▶ [Your instructions]:
Please copy each line of the listing below in which the word "PostJobRequest" appears.

▶ [Record set]:
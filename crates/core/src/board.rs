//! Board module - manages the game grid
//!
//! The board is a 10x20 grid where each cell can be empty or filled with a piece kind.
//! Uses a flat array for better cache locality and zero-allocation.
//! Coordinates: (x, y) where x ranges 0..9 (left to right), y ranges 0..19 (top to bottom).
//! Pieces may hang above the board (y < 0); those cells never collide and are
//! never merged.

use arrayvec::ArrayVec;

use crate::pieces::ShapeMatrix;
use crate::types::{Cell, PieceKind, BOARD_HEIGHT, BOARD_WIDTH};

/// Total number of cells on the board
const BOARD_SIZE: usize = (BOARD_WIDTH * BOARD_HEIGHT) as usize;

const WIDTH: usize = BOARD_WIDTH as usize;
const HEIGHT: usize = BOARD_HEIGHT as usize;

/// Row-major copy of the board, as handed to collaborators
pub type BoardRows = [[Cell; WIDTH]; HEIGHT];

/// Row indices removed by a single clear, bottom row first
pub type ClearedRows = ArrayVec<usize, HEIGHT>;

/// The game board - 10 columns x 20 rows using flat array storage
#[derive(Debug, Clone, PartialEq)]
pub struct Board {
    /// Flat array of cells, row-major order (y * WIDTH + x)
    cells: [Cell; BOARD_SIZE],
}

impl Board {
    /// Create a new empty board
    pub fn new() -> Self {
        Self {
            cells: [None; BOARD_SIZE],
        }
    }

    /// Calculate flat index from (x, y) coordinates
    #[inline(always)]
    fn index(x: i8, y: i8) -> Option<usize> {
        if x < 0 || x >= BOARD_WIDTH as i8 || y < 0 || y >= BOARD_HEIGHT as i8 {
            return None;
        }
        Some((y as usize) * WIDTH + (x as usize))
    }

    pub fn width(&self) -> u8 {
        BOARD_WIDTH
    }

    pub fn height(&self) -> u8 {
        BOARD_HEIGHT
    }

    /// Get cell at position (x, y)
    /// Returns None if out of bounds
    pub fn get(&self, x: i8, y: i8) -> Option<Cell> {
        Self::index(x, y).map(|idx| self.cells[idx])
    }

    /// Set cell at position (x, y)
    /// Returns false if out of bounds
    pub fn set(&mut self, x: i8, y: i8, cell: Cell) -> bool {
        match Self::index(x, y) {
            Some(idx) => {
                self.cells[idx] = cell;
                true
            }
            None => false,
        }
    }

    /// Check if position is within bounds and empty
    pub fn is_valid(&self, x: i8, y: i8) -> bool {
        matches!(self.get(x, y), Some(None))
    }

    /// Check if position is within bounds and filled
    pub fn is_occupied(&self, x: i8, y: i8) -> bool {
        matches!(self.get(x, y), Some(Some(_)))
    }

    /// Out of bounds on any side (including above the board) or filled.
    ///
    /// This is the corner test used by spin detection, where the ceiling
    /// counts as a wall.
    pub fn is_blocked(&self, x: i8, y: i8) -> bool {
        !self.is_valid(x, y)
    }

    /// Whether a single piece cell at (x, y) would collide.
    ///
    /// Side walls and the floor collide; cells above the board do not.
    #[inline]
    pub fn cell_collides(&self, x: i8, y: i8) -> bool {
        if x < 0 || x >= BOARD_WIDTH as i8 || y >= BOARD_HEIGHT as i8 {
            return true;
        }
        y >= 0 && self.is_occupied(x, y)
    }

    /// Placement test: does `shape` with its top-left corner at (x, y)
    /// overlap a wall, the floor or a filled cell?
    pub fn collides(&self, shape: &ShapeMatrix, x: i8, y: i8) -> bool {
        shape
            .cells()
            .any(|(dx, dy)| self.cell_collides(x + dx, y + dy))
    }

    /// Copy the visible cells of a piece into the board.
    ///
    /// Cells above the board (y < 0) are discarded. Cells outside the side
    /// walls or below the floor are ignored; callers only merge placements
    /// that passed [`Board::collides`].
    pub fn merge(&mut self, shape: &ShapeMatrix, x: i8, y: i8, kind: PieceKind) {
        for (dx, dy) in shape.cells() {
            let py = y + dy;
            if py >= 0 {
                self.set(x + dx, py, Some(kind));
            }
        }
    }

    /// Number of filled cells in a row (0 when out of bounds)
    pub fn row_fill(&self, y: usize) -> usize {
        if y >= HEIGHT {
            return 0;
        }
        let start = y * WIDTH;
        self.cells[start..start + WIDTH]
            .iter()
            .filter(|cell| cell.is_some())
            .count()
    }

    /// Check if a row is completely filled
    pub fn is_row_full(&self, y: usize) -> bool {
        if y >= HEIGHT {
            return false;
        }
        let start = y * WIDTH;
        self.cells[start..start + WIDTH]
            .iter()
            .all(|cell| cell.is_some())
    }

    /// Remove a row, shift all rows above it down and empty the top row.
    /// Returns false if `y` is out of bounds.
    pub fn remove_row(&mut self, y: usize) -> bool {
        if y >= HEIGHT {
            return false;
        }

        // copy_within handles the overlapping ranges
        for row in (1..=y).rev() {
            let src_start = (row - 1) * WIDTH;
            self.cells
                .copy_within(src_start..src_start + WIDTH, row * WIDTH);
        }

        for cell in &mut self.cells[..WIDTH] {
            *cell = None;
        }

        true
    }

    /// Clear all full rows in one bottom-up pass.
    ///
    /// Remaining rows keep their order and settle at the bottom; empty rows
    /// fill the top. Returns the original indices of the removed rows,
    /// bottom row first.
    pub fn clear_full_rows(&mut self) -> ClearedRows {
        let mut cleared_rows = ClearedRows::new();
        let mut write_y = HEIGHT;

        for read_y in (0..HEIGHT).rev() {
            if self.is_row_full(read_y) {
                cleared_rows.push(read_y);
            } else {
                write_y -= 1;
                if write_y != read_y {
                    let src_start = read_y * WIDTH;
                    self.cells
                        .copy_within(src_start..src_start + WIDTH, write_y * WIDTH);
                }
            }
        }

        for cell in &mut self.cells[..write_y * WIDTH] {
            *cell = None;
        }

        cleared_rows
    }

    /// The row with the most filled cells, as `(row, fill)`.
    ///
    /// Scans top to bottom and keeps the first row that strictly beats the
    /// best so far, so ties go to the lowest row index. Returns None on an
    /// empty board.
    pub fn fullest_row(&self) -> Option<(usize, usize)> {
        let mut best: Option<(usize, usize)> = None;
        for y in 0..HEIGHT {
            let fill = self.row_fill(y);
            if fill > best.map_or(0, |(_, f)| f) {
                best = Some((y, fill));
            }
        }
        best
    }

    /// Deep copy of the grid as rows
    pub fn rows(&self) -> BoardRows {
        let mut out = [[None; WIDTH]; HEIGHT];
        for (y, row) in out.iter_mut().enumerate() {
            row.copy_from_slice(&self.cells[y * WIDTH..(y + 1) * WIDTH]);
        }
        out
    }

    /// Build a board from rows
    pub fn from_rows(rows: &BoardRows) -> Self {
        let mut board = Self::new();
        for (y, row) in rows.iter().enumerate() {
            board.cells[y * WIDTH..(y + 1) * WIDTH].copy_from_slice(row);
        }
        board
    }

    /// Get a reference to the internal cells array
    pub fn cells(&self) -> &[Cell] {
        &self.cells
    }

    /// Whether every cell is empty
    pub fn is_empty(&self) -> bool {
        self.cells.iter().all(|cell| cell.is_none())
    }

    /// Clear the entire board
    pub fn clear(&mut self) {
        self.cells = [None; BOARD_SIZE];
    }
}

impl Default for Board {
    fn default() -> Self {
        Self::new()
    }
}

* * *

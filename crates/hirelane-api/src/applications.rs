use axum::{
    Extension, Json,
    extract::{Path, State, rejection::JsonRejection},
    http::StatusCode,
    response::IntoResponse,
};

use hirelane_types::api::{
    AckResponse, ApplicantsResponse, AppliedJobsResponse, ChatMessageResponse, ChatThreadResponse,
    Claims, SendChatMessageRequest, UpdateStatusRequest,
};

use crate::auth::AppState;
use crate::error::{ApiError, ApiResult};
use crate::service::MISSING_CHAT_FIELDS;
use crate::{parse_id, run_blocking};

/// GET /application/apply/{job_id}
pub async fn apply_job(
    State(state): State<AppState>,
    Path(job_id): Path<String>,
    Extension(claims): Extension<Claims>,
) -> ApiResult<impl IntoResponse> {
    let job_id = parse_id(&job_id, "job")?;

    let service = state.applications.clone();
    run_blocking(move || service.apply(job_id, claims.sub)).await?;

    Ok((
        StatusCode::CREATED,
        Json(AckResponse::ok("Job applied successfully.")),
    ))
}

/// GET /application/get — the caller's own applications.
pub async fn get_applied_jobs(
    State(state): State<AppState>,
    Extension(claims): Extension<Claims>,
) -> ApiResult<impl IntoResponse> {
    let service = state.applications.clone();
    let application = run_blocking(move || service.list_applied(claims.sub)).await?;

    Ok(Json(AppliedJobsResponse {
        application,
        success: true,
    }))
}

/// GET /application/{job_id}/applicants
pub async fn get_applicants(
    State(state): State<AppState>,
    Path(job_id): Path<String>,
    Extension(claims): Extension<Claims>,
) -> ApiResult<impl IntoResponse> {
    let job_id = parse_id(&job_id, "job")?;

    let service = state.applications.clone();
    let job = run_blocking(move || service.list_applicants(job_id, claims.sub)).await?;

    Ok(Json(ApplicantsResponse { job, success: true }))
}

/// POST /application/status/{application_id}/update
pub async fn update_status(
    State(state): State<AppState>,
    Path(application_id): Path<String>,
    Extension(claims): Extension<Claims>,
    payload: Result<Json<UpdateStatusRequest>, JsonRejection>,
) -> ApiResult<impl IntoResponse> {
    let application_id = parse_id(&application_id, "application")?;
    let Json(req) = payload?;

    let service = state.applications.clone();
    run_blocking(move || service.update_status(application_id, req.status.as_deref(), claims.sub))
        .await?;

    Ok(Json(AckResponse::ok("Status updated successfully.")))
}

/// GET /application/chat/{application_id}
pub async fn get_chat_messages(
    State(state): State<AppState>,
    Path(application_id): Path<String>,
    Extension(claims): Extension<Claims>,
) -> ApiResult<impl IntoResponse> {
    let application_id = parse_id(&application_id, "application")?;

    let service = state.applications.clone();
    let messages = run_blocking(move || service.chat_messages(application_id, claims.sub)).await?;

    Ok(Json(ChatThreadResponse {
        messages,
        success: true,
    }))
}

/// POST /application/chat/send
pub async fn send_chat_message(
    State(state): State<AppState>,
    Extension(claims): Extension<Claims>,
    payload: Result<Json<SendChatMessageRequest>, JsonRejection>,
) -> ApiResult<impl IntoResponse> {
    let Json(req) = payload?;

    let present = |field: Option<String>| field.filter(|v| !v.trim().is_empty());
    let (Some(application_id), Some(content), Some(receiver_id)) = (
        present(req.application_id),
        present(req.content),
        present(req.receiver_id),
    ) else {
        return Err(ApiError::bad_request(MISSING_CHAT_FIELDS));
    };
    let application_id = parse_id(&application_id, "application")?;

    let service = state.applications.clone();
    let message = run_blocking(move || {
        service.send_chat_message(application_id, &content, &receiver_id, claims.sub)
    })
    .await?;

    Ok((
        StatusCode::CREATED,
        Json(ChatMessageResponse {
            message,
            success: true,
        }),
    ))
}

* * *

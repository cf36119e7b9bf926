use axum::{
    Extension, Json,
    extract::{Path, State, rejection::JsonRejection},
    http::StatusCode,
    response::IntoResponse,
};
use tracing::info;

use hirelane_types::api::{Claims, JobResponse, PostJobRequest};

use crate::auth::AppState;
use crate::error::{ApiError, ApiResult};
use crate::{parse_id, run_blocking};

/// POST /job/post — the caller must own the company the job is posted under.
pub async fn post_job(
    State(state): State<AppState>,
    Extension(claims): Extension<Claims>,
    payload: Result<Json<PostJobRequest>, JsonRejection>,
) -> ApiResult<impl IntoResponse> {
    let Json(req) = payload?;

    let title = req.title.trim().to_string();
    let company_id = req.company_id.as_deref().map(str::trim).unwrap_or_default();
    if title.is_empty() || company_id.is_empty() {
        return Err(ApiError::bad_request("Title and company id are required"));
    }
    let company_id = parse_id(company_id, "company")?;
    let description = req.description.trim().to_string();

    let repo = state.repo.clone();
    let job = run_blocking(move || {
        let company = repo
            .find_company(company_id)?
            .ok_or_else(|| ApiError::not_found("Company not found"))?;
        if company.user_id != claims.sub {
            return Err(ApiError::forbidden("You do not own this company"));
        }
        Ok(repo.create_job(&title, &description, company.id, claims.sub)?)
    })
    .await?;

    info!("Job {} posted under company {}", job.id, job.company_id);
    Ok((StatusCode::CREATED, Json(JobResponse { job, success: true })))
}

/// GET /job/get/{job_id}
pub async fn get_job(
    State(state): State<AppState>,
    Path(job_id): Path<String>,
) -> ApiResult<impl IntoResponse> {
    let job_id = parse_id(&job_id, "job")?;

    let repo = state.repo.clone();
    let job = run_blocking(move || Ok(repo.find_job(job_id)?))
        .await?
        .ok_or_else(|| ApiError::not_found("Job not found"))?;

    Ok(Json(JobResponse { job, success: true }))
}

▶ [Output of the exercise]:
use hirelane_types::api::{Claims, JobResponse, PostJobRequest};
    payload: Result<Json<PostJobRequest>, JsonRejection>,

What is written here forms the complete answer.